The source/history of the approach
The history of the animation is longer than the history of filmography. Before cinema, animated stories were made by shuffling drawings one after another and projecting them to the wall.
The word “animation” means liveliness. By photographing successive drawings or positions of LEGO blocks or clay models (as in stop-motion animation), you create an illusion of movement when pictures are shown as a sequence.
In the digital era, you can connect successive pictures using software or on your mobile phone in order to create animation. Animation brings stories to life. With animation, you can explain processes, products, services and ideas or create fictive stories. Animation is linear method of story-telling. You have to watch it from the beginning to the end. This means it is a slower medium than illustration. You can make your narrative livelier by adding sound effects and voice-over.
The aims of the methodology
Animated stories are an effective way of storytelling, more captivating for an audience than static visualisations. Use it in order to get your message across in a way you want it. From a Youth Work point of view, animation can be helpful in explaining processes and services and can also be used for promotional purposes.
The structure of the methodology
Bring stories to life.
- Manuscripting the idea (creation of the storyline, text and visual storyboard)

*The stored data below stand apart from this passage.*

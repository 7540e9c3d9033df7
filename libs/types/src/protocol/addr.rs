//! Message metadata carried beside the wire bytes

#[cfg(feature = "serde")]
use serde::{Deserialize, Serialize};

use crate::protocol::constants::AF_NETLINK;

/// Netlink socket address
#[derive(Debug, Clone, Copy, PartialEq, Eq, Hash)]
#[cfg_attr(feature = "serde", derive(Serialize, Deserialize))]
pub struct SockaddrNl {
    pub family: u16,
    /// Port id, 0 addresses the kernel
    pub pid: u32,
    /// Multicast group mask
    pub groups: u32,
}

impl SockaddrNl {
    pub fn new(pid: u32, groups: u32) -> Self {
        Self {
            family: AF_NETLINK,
            pid,
            groups,
        }
    }

    /// Address of the kernel
    pub fn kernel() -> Self {
        Self::new(0, 0)
    }
}

impl Default for SockaddrNl {
    fn default() -> Self {
        Self::kernel()
    }
}

/// Sender credentials (`struct ucred`)
#[derive(Debug, Clone, Copy, PartialEq, Eq, Hash, Default)]
#[cfg_attr(feature = "serde", derive(Serialize, Deserialize))]
pub struct Ucred {
    pub pid: i32,
    pub uid: u32,
    pub gid: u32,
}
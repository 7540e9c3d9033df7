//! Property tests for message and attribute size arithmetic

use netlink_codec::layout::{
    align, attr_len, msg_size, nla_attr_size, nla_padlen, nla_total_size, padlen, payload_len,
    total_size, valid_hdr,
};
use netlink_codec::{NlMsgHdr, NLA_ALIGNTO, NLMSG_ALIGNTO, NLMSG_HDRLEN};
use proptest::prelude::*;

proptest! {
    #[test]
    fn total_size_is_aligned_and_covers_payload(n in 0usize..1 << 20) {
        prop_assert_eq!(total_size(n) % NLMSG_ALIGNTO, 0);
        prop_assert!(total_size(n) >= msg_size(n));
        prop_assert!(total_size(n) - msg_size(n) < NLMSG_ALIGNTO);
        prop_assert_eq!(padlen(n), total_size(n) - msg_size(n));
    }

    #[test]
    fn align_is_idempotent(n in 0usize..1 << 20) {
        prop_assert_eq!(align(align(n)), align(n));
    }

    #[test]
    fn attribute_padding_is_below_alignment(n in 0usize..u16::MAX as usize) {
        prop_assert_eq!(nla_total_size(n) % NLA_ALIGNTO, 0);
        prop_assert!(nla_padlen(n) < NLA_ALIGNTO);
        prop_assert_eq!(nla_attr_size(n) + nla_padlen(n), nla_total_size(n));
    }

    #[test]
    fn attribute_region_never_negative(len in 0u32..4096, hdrlen in 0usize..256) {
        let hdr = NlMsgHdr::new(len, 0, 0, 0, 0);
        let region = attr_len(&hdr, hdrlen);

        prop_assert!(region <= payload_len(&hdr));
        if valid_hdr(&hdr, hdrlen) {
            prop_assert_eq!(region, len as usize - NLMSG_HDRLEN - align(hdrlen));
        }
    }
}
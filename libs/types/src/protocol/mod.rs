//! Netlink protocol records
//!
//! Header, attribute, generic sub-header and error payload records, plus the
//! metadata types carried next to a message (addresses, credentials).

pub mod addr;
pub mod attr;
pub mod constants;
pub mod genl;
pub mod message;

pub use addr::{SockaddrNl, Ucred};
pub use attr::NlAttr;
pub use constants::*;
pub use genl::GenlMsgHdr;
pub use message::{NlMsgErr, NlMsgHdr};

- Designing visual characters, objects and scenes
- Recording the audio/voice over
- Animation – sequencing the movement according to the manuscript
- Sound Effect timing
- Evaluation and editing of the animation
- Distribution through selected channels
Possible combinations with other methodologies
Animation workshops can be combined with the following methodologies and methods:
- Stop Motion Animation
- Manuscripting, screenwriting
- Visualisation, Live visual notes, Infographics
- Digital storytelling: one minute movie (editing and framing)
Animation is closely connected to visual storytelling, one minute movie practices and visualization. These methods employ some of the same tools.
The possible benefits of applying it to the field of Youth Work
As visualisations, animations are useful when you want to create capturing and engaging content. People pay more attention to visual stories and their message is understood better than just textual presentation. Manuscripting the storyline also helps you to conceptualise your story and learn how to present it in more understandable way.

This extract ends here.